── LISTED ENTRIES ──
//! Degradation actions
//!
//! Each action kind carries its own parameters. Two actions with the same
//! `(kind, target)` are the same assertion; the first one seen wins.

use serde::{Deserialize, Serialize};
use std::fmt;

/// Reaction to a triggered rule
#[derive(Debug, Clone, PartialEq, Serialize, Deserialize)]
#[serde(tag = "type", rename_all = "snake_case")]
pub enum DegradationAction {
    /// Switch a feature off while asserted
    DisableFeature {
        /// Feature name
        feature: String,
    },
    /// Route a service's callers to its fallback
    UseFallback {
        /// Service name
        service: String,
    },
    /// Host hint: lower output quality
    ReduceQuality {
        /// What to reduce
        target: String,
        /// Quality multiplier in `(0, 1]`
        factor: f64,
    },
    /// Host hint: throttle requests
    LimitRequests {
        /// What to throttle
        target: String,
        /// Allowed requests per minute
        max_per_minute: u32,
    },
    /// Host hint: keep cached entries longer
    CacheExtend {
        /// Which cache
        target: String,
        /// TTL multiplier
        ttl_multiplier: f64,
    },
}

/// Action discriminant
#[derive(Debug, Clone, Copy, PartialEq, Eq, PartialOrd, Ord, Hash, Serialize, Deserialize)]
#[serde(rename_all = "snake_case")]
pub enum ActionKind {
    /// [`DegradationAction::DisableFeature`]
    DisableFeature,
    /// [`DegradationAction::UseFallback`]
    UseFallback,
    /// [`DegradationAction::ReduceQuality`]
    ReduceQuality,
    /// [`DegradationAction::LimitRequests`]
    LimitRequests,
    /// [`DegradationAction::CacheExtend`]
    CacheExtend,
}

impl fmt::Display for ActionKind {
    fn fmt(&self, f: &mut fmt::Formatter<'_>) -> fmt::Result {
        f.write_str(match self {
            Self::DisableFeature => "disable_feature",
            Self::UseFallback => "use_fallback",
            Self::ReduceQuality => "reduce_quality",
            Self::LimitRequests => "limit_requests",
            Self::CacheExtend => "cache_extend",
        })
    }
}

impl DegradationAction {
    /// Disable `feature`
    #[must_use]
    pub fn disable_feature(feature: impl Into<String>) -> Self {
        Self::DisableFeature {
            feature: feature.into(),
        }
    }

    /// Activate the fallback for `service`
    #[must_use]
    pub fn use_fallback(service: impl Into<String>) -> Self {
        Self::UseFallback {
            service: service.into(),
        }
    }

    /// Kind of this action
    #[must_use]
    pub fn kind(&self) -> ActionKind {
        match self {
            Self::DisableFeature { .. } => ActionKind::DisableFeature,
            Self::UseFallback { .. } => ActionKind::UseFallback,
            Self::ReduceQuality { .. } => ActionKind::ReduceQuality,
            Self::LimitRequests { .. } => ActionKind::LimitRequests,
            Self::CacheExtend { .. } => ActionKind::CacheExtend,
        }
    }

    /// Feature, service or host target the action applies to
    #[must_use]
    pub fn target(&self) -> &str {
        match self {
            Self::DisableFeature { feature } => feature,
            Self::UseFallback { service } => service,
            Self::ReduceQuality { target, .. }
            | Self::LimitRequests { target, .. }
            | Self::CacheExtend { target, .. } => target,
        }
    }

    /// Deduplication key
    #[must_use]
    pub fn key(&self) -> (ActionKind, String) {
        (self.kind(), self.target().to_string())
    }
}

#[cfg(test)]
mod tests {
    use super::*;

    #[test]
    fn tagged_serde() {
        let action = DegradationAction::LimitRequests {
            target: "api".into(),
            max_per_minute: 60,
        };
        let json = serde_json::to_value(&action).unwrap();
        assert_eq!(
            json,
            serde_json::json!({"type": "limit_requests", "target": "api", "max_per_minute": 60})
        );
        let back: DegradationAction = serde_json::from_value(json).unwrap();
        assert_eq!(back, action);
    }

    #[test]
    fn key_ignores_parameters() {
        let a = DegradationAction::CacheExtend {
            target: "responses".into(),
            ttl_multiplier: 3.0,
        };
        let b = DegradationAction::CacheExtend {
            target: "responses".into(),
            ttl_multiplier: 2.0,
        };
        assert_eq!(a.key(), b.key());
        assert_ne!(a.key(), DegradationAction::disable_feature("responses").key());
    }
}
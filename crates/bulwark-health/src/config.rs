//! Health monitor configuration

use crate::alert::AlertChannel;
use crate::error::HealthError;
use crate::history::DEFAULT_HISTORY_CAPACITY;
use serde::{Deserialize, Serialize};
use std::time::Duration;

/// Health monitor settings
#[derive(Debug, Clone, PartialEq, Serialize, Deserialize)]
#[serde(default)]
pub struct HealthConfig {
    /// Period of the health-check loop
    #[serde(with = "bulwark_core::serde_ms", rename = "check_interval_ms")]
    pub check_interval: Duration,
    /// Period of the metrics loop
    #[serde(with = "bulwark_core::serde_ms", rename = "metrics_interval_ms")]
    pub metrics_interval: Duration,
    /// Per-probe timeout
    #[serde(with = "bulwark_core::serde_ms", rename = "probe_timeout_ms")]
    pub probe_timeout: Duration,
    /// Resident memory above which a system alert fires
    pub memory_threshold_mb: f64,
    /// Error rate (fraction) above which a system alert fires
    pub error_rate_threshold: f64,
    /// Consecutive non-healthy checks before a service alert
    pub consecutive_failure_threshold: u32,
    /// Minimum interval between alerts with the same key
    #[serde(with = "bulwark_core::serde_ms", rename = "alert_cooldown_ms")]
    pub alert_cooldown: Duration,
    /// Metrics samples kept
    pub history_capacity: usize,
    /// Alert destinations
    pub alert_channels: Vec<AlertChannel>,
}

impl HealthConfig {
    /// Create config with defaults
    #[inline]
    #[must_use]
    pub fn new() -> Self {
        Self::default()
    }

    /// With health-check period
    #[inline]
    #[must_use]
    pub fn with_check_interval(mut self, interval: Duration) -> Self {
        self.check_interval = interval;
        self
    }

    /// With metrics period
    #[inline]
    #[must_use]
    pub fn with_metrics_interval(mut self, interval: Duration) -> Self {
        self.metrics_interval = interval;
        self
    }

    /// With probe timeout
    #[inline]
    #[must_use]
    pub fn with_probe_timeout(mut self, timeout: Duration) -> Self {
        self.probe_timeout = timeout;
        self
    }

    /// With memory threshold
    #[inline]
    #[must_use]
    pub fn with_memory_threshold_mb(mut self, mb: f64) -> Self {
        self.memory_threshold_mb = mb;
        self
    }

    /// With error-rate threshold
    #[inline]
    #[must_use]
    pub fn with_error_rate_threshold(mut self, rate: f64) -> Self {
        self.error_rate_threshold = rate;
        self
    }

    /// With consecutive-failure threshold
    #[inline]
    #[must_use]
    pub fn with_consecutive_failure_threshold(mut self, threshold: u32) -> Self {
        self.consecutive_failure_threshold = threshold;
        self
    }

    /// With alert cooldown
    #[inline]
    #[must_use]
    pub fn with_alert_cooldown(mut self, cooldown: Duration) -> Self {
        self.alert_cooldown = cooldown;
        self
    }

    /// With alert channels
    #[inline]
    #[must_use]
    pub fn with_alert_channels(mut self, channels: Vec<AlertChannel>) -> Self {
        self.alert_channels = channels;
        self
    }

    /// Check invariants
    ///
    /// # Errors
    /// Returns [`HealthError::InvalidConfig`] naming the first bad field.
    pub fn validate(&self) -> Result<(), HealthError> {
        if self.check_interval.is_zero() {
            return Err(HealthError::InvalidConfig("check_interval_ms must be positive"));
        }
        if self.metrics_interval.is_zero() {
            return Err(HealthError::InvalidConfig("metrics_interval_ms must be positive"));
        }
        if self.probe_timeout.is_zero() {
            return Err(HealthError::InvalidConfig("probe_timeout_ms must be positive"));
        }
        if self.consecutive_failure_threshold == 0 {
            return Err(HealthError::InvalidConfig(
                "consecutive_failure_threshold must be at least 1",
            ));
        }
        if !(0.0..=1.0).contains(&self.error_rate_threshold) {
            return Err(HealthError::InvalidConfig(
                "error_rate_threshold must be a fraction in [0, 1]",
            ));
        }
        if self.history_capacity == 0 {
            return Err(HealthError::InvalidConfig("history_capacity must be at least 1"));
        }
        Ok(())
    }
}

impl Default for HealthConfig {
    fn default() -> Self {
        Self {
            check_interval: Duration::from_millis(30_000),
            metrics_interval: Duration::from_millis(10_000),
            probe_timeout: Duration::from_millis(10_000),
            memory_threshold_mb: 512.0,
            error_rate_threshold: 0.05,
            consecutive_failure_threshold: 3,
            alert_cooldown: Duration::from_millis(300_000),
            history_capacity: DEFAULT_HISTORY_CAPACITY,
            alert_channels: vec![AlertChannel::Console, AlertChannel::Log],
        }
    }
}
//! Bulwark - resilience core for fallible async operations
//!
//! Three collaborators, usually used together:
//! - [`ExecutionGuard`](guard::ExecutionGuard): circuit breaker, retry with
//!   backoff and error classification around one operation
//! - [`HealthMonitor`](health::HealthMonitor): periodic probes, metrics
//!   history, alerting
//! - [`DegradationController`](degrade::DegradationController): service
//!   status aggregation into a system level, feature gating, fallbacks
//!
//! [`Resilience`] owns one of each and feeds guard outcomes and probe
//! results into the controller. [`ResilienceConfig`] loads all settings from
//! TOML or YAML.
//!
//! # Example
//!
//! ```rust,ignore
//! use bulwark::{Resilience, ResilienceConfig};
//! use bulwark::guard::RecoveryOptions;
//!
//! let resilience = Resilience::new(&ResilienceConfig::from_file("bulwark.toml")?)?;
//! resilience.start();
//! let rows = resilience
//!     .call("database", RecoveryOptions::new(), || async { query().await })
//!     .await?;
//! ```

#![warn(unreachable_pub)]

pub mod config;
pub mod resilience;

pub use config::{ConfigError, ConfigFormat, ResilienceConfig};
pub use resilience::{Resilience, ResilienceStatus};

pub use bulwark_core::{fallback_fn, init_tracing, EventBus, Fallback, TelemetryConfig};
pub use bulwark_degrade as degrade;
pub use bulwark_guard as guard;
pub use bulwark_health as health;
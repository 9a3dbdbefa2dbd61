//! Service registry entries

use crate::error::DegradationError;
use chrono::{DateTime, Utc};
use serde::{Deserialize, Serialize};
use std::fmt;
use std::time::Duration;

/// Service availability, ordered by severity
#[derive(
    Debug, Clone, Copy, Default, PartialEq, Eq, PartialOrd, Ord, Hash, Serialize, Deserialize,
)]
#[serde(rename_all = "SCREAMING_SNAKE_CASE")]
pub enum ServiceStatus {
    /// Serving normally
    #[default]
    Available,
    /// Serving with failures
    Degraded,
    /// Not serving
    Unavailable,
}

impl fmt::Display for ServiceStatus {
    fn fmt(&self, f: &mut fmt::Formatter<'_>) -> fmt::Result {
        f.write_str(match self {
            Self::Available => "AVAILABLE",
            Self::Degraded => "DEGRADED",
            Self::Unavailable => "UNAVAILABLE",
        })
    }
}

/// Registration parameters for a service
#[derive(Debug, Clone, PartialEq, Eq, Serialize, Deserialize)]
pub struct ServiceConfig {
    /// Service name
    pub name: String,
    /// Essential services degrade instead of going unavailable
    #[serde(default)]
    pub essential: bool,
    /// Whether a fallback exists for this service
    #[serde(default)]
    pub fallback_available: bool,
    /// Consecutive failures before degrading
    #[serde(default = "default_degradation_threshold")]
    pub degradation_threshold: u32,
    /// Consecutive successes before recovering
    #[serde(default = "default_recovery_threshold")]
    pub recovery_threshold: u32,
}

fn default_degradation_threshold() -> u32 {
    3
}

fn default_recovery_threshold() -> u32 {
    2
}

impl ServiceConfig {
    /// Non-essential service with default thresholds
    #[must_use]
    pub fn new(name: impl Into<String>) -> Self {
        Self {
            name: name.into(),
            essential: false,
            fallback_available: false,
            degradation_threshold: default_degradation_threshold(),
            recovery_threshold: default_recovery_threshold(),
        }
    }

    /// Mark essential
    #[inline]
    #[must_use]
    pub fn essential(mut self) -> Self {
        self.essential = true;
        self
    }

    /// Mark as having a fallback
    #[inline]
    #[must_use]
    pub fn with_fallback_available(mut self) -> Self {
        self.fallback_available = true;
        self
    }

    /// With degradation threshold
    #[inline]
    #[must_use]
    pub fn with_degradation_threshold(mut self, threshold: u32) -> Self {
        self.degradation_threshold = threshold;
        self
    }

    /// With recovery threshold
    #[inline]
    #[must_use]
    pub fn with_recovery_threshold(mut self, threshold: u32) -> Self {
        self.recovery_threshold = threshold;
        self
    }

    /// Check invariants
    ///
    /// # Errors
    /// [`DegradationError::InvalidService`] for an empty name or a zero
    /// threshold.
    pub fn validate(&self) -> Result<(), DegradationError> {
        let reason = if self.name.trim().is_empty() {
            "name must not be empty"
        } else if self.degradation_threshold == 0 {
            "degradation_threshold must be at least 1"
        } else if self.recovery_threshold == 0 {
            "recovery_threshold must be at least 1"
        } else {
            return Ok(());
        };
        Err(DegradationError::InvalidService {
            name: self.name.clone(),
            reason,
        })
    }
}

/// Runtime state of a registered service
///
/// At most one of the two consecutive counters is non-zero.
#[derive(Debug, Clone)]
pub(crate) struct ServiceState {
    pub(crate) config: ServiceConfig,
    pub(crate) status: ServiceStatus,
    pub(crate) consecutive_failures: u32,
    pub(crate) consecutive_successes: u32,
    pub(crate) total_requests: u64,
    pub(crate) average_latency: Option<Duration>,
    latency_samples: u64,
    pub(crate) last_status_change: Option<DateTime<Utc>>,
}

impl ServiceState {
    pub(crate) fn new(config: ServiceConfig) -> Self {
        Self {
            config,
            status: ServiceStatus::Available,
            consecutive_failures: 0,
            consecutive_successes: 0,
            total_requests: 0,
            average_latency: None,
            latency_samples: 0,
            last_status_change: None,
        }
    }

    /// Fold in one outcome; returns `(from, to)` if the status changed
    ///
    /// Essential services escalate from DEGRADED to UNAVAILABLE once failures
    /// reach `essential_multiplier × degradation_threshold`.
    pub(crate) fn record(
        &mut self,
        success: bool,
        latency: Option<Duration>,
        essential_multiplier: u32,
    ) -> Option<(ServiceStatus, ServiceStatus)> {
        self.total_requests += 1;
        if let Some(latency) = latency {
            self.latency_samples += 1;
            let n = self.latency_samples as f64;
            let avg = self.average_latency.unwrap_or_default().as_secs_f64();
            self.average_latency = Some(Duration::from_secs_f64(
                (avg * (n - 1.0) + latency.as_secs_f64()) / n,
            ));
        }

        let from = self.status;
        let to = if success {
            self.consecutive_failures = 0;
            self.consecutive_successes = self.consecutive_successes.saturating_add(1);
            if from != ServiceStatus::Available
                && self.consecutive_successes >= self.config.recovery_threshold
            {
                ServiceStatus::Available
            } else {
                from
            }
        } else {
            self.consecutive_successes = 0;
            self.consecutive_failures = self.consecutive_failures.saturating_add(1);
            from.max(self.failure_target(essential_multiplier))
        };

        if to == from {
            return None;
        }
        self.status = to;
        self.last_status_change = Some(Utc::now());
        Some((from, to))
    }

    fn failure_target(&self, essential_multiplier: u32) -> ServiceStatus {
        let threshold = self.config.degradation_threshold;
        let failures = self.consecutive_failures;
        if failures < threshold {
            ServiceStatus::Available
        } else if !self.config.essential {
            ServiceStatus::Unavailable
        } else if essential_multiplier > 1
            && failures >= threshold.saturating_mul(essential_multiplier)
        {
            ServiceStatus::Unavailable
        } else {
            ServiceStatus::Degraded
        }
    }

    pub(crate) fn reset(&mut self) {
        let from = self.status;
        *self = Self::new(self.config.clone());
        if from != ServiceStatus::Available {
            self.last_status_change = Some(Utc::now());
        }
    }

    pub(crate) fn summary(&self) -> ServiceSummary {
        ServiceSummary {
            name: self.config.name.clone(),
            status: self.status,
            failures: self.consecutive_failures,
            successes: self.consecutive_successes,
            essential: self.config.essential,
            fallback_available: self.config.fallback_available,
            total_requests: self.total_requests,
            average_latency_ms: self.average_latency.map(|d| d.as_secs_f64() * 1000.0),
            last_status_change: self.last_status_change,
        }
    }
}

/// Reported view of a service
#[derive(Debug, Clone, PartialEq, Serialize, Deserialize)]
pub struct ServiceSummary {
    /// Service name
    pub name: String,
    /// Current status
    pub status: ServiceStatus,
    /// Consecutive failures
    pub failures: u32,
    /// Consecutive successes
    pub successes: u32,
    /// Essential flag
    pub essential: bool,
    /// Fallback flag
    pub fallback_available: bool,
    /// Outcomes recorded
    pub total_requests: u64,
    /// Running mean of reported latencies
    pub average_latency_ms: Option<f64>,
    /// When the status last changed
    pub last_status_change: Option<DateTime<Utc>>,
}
───
__ACTIVITY__: Copy out each line in the listing that has the word "ResilienceConfig".

__TASK RESPONSE__:
//! results into the controller. [`ResilienceConfig`] loads all settings from
//! use bulwark::{Resilience, ResilienceConfig};
//! let resilience = Resilience::new(&ResilienceConfig::from_file("bulwark.toml")?)?;
pub use config::{ConfigError, ConfigFormat, ResilienceConfig};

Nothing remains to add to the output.